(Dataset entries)
//! Backtracking combination search.

use std::collections::HashSet;

use tracing::trace;

use crate::conflict::combination_valid;
use crate::error::EngineError;
use crate::models::{Course, Weekday};

use super::CREDIT_TOLERANCE;

/// Mutable search state for one generation call.
///
/// The accumulator is pushed/popped symmetrically around each recursive
/// visit; nothing is shared across calls, so concurrent generation
/// requests need no locking.
struct Search<'a> {
    optional: &'a [Course],
    target: i64,
    max_results: usize,
    excluded: &'a HashSet<Weekday>,
    budget: Option<u64>,
    steps: u64,
    current: Vec<Course>,
    current_credits: i64,
    results: Vec<Vec<Course>>,
}

/// Enumerates valid combinations anchored on the required subset.
///
/// Optional courses are considered in wishlist order through a
/// forward-only cursor, so each subset is generated exactly once and
/// never as a permutation of another. A combination is recorded when
/// its credit total lands within [`CREDIT_TOLERANCE`] of the target and
/// the whole set is conflict-free; a branch is abandoned once its total
/// exceeds the window, since adding courses only increases it.
///
/// The caller is expected to have verified the required subset already;
/// results are in discovery order, capped at `max_results`.
///
/// # Errors
///
/// [`EngineError::StepBudgetExceeded`] when the traversal visits more
/// nodes than `budget` allows (`None` disables the guard).
pub fn search_combinations(
    required: &[Course],
    optional: &[Course],
    target_credits: u32,
    max_results: usize,
    excluded_weekdays: &HashSet<Weekday>,
    step_budget: Option<u64>,
) -> Result<Vec<Vec<Course>>, EngineError> {
    let current: Vec<Course> = required.to_vec();
    let current_credits: i64 = current.iter().map(|c| i64::from(c.credit_hours)).sum();

    let mut search = Search {
        optional,
        target: i64::from(target_credits),
        max_results,
        excluded: excluded_weekdays,
        budget: step_budget,
        steps: 0,
        current,
        current_credits,
        results: Vec::new(),
    };

    search.visit(0)?;

    trace!(
        results = search.results.len(),
        steps = search.steps,
        "search space traversed"
    );

    Ok(search.results)
}

impl Search<'_> {
    fn visit(&mut self, cursor: usize) -> Result<(), EngineError> {
        self.steps += 1;
        if let Some(budget) = self.budget {
            if self.steps > budget {
                return Err(EngineError::StepBudgetExceeded { budget });
            }
        }

        if self.results.len() >= self.max_results {
            return Ok(());
        }

        let tolerance = i64::from(CREDIT_TOLERANCE);
        if self.current_credits >= self.target - tolerance
            && self.current_credits <= self.target + tolerance
            && combination_valid(&self.current, self.excluded)
        {
            self.results.push(self.current.clone());
        }

        // Over the window: deeper branches only add credits
        if self.current_credits > self.target + tolerance {
            return Ok(());
        }

        for i in cursor..self.optional.len() {
            if self.results.len() >= self.max_results {
                break;
            }

            let course = self.optional[i].clone();
            let credits = i64::from(course.credit_hours);
            self.current_credits += credits;
            self.current.push(course);

            let outcome = self.visit(i + 1);

            self.current.pop();
            self.current_credits -= credits;

            outcome?;
        }

        Ok(())
    }
}
//! Weekday model.
//!
//! Weekdays carry two fixed process-wide tables: the Korean glyph set
//! used by the period notation (월화수목금토일) and the ordering index
//! used to sort intervals. Saturday and Sunday exist on the scale but
//! are not academic days: free-day computation covers Monday–Friday only.

use serde::{Deserialize, Serialize};

/// A day of the week on the timetable scale.
///
/// Ordering follows the notation glyph order: Monday first, Sunday last.
#[derive(Debug, Clone, Copy, PartialEq, Eq, Hash, PartialOrd, Ord, Serialize, Deserialize)]
pub enum Weekday {
    Mon,
    Tue,
    Wed,
    Thu,
    Fri,
    Sat,
    Sun,
}

/// The academic week (Monday–Friday), in order.
///
/// Free-day reporting is computed against this set; weekend days are
/// never reported as free days.
pub const ACADEMIC_WEEK: [Weekday; 5] = [
    Weekday::Mon,
    Weekday::Tue,
    Weekday::Wed,
    Weekday::Thu,
    Weekday::Fri,
];

impl Weekday {
    /// All seven weekdays in notation order.
    pub const ALL: [Weekday; 7] = [
        Weekday::Mon,
        Weekday::Tue,
        Weekday::Wed,
        Weekday::Thu,
        Weekday::Fri,
        Weekday::Sat,
        Weekday::Sun,
    ];

    /// Maps a notation glyph (월, 화, 수, 목, 금, 토, 일) to a weekday.
    ///
    /// Returns `None` for any other character.
    pub fn from_glyph(c: char) -> Option<Self> {
        match c {
            '월' => Some(Weekday::Mon),
            '화' => Some(Weekday::Tue),
            '수' => Some(Weekday::Wed),
            '목' => Some(Weekday::Thu),
            '금' => Some(Weekday::Fri),
            '토' => Some(Weekday::Sat),
            '일' => Some(Weekday::Sun),
            _ => None,
        }
    }

    /// The notation glyph for this weekday.
    pub fn glyph(self) -> char {
        match self {
            Weekday::Mon => '월',
            Weekday::Tue => '화',
            Weekday::Wed => '수',
            Weekday::Thu => '목',
            Weekday::Fri => '금',
            Weekday::Sat => '토',
            Weekday::Sun => '일',
        }
    }

    /// Position in notation order (Mon = 0 .. Sun = 6).
    #[inline]
    pub fn index(self) -> usize {
        self as usize
    }

    /// Whether this is an academic day (Monday–Friday).
    #[inline]
    pub fn is_academic(self) -> bool {
        !matches!(self, Weekday::Sat | Weekday::Sun)
    }
}

#[cfg(test)]
mod tests {
    use super::*;

    #[test]
    fn test_glyph_round_trip() {
        for day in Weekday::ALL {
            assert_eq!(Weekday::from_glyph(day.glyph()), Some(day));
        }
        assert_eq!(Weekday::from_glyph('x'), None);
        assert_eq!(Weekday::from_glyph('야'), None); // night marker, not a day
    }

    #[test]
    fn test_ordering_follows_notation() {
        assert!(Weekday::Mon < Weekday::Tue);
        assert!(Weekday::Fri < Weekday::Sat);
        assert_eq!(Weekday::Mon.index(), 0);
        assert_eq!(Weekday::Sun.index(), 6);
    }

    #[test]
    fn test_academic_week() {
        assert_eq!(ACADEMIC_WEEK.len(), 5);
        assert!(ACADEMIC_WEEK.iter().all(|d| d.is_academic()));
        assert!(!Weekday::Sat.is_academic());
        assert!(!Weekday::Sun.is_academic());
    }
}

Work instructions
Output each line of the entries exactly, so that nothing is lost.

Reply to the exercise
//! Backtracking combination search.

use std::collections::HashSet;

use tracing::trace;

use crate::conflict::combination_valid;
use crate::error::EngineError;
use crate::models::{Course, Weekday};

use super::CREDIT_TOLERANCE;

/// Mutable search state for one generation call.
///
/// The accumulator is pushed/popped symmetrically around each recursive
/// visit; nothing is shared across calls, so concurrent generation
/// requests need no locking.
struct Search<'a> {
    optional: &'a [Course],
    target: i64,
    max_results: usize,
    excluded: &'a HashSet<Weekday>,
    budget: Option<u64>,
    steps: u64,
    current: Vec<Course>,
    current_credits: i64,
    results: Vec<Vec<Course>>,
}

/// Enumerates valid combinations anchored on the required subset.
///
/// Optional courses are considered in wishlist order through a
/// forward-only cursor, so each subset is generated exactly once and
/// never as a permutation of another. A combination is recorded when
/// its credit total lands within [`CREDIT_TOLERANCE`] of the target and
/// the whole set is conflict-free; a branch is abandoned once its total
/// exceeds the window, since adding courses only increases it.
///
/// The caller is expected to have verified the required subset already;
/// results are in discovery order, capped at `max_results`.
///
/// # Errors
///
/// [`EngineError::StepBudgetExceeded`] when the traversal visits more
/// nodes than `budget` allows (`None` disables the guard).
pub fn search_combinations(
    required: &[Course],
    optional: &[Course],
    target_credits: u32,
    max_results: usize,
    excluded_weekdays: &HashSet<Weekday>,
    step_budget: Option<u64>,
) -> Result<Vec<Vec<Course>>, EngineError> {
    let current: Vec<Course> = required.to_vec();
    let current_credits: i64 = current.iter().map(|c| i64::from(c.credit_hours)).sum();

    let mut search = Search {
        optional,
        target: i64::from(target_credits),
        max_results,
        excluded: excluded_weekdays,
        budget: step_budget,
        steps: 0,
        current,
        current_credits,
        results: Vec::new(),
    };

    search.visit(0)?;

    trace!(
        results = search.results.len(),
        steps = search.steps,
        "search space traversed"
    );

    Ok(search.results)
}

impl Search<'_> {
    fn visit(&mut self, cursor: usize) -> Result<(), EngineError> {
        self.steps += 1;
        if let Some(budget) = self.budget {
            if self.steps > budget {
                return Err(EngineError::StepBudgetExceeded { budget });
            }
        }

        if self.results.len() >= self.max_results {
            return Ok(());
        }

        let tolerance = i64::from(CREDIT_TOLERANCE);
        if self.current_credits >= self.target - tolerance
            && self.current_credits <= self.target + tolerance
            && combination_valid(&self.current, self.excluded)
        {
            self.results.push(self.current.clone());
        }

        // Over the window: deeper branches only add credits
        if self.current_credits > self.target + tolerance {
            return Ok(());
        }

        for i in cursor..self.optional.len() {
            if self.results.len() >= self.max_results {
                break;
            }

            let course = self.optional[i].clone();
            let credits = i64::from(course.credit_hours);
            self.current_credits += credits;
            self.current.push(course);

            let outcome = self.visit(i + 1);

            self.current.pop();
            self.current_credits -= credits;

            outcome?;
        }

        Ok(())
    }
}
//! Weekday model.
//!
//! Weekdays carry two fixed process-wide tables: the Korean glyph set
//! used by the period notation (월화수목금토일) and the ordering index
//! used to sort intervals. Saturday and Sunday exist on the scale but
//! are not academic days: free-day computation covers Monday–Friday only.

use serde::{Deserialize, Serialize};

/// A day of the week on the timetable scale.
///
/// Ordering follows the notation glyph order: Monday first, Sunday last.
#[derive(Debug, Clone, Copy, PartialEq, Eq, Hash, PartialOrd, Ord, Serialize, Deserialize)]
pub enum Weekday {
    Mon,
    Tue,
    Wed,
    Thu,
    Fri,
    Sat,
    Sun,
}

/// The academic week (Monday–Friday), in order.
///
/// Free-day reporting is computed against this set; weekend days are
/// never reported as free days.
pub const ACADEMIC_WEEK: [Weekday; 5] = [
    Weekday::Mon,
    Weekday::Tue,
    Weekday::Wed,
    Weekday::Thu,
    Weekday::Fri,
];

impl Weekday {
    /// All seven weekdays in notation order.
    pub const ALL: [Weekday; 7] = [
        Weekday::Mon,
        Weekday::Tue,
        Weekday::Wed,
        Weekday::Thu,
        Weekday::Fri,
        Weekday::Sat,
        Weekday::Sun,
    ];

    /// Maps a notation glyph (월, 화, 수, 목, 금, 토, 일) to a weekday.
    ///
    /// Returns `None` for any other character.
    pub fn from_glyph(c: char) -> Option<Self> {
        match c {
            '월' => Some(Weekday::Mon),
            '화' => Some(Weekday::Tue),
            '수' => Some(Weekday::Wed),
            '목' => Some(Weekday::Thu),
            '금' => Some(Weekday::Fri),
            '토' => Some(Weekday::Sat),
            '일' => Some(Weekday::Sun),
            _ => None,
        }
    }

    /// The notation glyph for this weekday.
    pub fn glyph(self) -> char {
        match self {
            Weekday::Mon => '월',
            Weekday::Tue => '화',
            Weekday::Wed => '수',
            Weekday::Thu => '목',
            Weekday::Fri => '금',
            Weekday::Sat => '토',
            Weekday::Sun => '일',
        }
    }

    /// Position in notation order (Mon = 0 .. Sun = 6).
    #[inline]
    pub fn index(self) -> usize {
        self as usize
    }

    /// Whether this is an academic day (Monday–Friday).
    #[inline]
    pub fn is_academic(self) -> bool {
        !matches!(self, Weekday::Sat | Weekday::Sun)
    }
}

#[cfg(test)]
mod tests {
    use super::*;

    #[test]
    fn test_glyph_round_trip() {
        for day in Weekday::ALL {
            assert_eq!(Weekday::from_glyph(day.glyph()), Some(day));
        }
        assert_eq!(Weekday::from_glyph('x'), None);
        assert_eq!(Weekday::from_glyph('야'), None); // night marker, not a day
    }

    #[test]
    fn test_ordering_follows_notation() {
        assert!(Weekday::Mon < Weekday::Tue);
        assert!(Weekday::Fri < Weekday::Sat);
        assert_eq!(Weekday::Mon.index(), 0);
        assert_eq!(Weekday::Sun.index(), 6);
    }

    #[test]
    fn test_academic_week() {
        assert_eq!(ACADEMIC_WEEK.len(), 5);
        assert!(ACADEMIC_WEEK.iter().all(|d| d.is_academic()));
        assert!(!Weekday::Sat.is_academic());
        assert!(!Weekday::Sun.is_academic());
    }
}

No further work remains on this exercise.